• **Problem statement**
Every line below that holds the string "RouteAvailability" should be copied out.

• **Material for this exercise**
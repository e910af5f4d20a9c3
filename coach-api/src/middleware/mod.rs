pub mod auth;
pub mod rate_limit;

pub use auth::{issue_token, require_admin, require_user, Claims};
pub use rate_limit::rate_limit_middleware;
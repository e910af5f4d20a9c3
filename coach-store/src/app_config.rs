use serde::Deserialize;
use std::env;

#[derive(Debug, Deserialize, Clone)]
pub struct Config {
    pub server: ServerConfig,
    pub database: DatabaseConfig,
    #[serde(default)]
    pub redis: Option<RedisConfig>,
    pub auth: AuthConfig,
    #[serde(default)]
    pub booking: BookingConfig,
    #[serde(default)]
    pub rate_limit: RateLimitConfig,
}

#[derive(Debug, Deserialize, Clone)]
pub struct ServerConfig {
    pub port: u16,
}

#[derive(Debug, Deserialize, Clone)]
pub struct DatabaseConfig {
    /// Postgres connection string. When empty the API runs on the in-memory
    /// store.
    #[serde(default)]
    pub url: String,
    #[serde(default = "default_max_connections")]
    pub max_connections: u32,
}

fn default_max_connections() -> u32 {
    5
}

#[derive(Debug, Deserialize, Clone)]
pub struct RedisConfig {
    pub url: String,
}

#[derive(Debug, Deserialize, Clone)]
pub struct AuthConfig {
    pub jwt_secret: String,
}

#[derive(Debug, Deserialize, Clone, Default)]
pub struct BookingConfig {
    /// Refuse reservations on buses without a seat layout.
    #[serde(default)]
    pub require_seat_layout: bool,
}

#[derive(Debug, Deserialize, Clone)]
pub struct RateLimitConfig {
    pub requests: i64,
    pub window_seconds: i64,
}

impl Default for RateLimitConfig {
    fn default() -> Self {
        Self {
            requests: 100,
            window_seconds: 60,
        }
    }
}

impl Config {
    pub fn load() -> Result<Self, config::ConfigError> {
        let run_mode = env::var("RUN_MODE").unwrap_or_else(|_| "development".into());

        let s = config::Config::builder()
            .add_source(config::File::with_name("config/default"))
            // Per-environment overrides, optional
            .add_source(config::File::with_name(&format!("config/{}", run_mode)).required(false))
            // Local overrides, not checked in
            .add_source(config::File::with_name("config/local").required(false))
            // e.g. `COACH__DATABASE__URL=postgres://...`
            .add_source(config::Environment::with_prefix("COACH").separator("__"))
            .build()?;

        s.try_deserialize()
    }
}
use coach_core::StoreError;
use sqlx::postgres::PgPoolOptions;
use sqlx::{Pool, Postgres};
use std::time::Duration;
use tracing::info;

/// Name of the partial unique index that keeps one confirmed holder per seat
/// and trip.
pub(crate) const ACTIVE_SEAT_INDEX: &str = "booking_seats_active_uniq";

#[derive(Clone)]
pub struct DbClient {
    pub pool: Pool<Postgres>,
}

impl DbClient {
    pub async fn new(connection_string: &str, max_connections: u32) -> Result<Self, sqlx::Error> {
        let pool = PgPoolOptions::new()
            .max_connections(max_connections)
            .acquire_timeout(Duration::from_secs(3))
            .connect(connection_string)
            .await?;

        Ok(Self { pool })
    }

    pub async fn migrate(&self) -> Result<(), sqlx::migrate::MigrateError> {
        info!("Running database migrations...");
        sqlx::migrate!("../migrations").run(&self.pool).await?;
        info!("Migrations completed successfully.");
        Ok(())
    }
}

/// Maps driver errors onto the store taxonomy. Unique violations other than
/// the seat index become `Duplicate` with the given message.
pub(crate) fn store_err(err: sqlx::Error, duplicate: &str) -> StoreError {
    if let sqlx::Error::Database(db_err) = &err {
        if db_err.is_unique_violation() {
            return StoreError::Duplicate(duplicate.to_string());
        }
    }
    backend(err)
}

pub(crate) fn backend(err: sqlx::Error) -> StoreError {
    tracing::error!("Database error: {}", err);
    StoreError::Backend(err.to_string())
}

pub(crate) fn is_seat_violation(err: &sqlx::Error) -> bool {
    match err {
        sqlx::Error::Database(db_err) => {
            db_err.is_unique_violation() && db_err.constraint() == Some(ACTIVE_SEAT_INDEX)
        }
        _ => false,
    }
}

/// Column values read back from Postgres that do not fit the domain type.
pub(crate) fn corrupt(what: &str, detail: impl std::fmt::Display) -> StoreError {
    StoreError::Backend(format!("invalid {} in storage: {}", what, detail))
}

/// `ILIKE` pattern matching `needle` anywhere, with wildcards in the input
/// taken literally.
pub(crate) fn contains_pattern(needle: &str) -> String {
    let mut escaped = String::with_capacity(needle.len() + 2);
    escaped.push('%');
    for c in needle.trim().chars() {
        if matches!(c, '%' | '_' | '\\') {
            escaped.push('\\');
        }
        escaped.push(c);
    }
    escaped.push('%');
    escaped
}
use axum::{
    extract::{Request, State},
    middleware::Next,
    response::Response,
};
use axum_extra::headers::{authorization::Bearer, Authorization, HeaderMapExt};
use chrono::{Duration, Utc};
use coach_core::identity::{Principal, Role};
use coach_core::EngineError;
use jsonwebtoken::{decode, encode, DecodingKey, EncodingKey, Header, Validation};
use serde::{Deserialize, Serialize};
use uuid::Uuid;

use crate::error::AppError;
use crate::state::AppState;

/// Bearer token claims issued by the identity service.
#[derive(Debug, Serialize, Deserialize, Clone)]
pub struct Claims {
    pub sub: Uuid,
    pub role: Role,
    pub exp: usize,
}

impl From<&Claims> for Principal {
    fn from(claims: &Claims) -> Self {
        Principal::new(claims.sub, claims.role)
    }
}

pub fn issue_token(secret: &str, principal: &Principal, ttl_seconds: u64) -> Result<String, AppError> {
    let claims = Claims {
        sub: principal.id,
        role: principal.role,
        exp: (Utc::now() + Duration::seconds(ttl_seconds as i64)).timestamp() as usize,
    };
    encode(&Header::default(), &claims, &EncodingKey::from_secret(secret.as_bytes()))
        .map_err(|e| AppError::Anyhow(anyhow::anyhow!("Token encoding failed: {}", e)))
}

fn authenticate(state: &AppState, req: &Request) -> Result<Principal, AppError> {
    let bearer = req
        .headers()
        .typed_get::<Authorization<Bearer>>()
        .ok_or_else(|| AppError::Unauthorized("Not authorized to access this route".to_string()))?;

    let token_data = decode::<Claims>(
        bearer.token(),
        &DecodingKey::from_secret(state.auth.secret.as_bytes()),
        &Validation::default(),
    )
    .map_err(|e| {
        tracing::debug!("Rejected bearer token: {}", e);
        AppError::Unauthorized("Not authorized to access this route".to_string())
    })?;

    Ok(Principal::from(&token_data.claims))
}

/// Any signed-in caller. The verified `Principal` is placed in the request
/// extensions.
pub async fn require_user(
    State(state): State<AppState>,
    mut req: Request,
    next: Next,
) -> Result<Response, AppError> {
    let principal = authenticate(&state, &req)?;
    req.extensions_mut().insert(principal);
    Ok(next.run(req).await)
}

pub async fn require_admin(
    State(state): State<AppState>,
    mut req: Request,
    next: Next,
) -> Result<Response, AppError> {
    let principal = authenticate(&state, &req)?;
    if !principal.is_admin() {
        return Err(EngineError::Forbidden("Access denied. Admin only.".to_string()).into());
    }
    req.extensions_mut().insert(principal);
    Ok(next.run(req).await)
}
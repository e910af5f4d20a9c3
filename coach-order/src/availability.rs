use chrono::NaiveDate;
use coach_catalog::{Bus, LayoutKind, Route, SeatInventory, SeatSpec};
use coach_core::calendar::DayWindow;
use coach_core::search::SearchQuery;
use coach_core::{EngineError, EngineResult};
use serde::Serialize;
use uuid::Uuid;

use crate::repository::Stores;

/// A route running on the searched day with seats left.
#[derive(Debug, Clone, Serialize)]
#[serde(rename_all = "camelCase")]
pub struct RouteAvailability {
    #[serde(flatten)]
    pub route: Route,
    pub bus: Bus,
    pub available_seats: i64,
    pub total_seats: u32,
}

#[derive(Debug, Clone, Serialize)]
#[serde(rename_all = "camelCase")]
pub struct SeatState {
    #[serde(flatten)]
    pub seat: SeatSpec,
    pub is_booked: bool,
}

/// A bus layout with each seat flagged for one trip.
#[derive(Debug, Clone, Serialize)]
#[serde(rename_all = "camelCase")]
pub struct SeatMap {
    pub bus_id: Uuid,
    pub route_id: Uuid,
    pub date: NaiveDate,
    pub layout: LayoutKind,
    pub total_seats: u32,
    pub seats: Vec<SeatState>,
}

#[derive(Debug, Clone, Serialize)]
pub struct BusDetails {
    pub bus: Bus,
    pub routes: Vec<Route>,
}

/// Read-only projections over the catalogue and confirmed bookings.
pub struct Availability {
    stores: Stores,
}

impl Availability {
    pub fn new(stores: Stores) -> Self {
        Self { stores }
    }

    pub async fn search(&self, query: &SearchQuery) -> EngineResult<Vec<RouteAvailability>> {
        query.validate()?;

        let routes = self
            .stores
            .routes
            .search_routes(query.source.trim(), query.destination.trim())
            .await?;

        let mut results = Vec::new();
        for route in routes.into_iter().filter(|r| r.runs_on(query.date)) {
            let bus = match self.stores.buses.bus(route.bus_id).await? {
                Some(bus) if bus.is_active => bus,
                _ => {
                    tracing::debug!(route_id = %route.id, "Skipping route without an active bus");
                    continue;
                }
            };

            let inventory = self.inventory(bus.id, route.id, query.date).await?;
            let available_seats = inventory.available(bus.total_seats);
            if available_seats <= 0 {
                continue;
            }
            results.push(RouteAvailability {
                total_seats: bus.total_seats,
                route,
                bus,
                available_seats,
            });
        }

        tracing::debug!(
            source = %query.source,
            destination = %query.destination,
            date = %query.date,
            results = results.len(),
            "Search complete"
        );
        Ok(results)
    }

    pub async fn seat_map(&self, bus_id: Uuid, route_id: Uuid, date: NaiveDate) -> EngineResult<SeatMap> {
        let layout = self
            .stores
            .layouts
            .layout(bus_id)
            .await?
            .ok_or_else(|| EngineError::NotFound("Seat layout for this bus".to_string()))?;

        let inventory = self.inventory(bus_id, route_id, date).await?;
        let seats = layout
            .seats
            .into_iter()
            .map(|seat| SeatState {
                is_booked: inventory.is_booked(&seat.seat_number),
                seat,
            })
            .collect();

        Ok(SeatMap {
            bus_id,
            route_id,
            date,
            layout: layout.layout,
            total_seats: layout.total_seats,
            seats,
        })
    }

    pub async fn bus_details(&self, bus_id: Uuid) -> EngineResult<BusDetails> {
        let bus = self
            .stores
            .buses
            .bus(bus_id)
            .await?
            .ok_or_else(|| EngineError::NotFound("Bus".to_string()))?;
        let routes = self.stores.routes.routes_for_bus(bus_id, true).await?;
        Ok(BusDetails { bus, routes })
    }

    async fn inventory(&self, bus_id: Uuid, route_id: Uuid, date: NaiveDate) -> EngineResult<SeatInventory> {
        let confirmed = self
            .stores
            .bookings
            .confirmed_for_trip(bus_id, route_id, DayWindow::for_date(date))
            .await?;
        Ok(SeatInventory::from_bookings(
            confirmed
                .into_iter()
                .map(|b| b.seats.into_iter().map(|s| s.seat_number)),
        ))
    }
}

• **Task answer**
pub struct RouteAvailability {
    pub async fn search(&self, query: &SearchQuery) -> EngineResult<Vec<RouteAvailability>> {
            results.push(RouteAvailability {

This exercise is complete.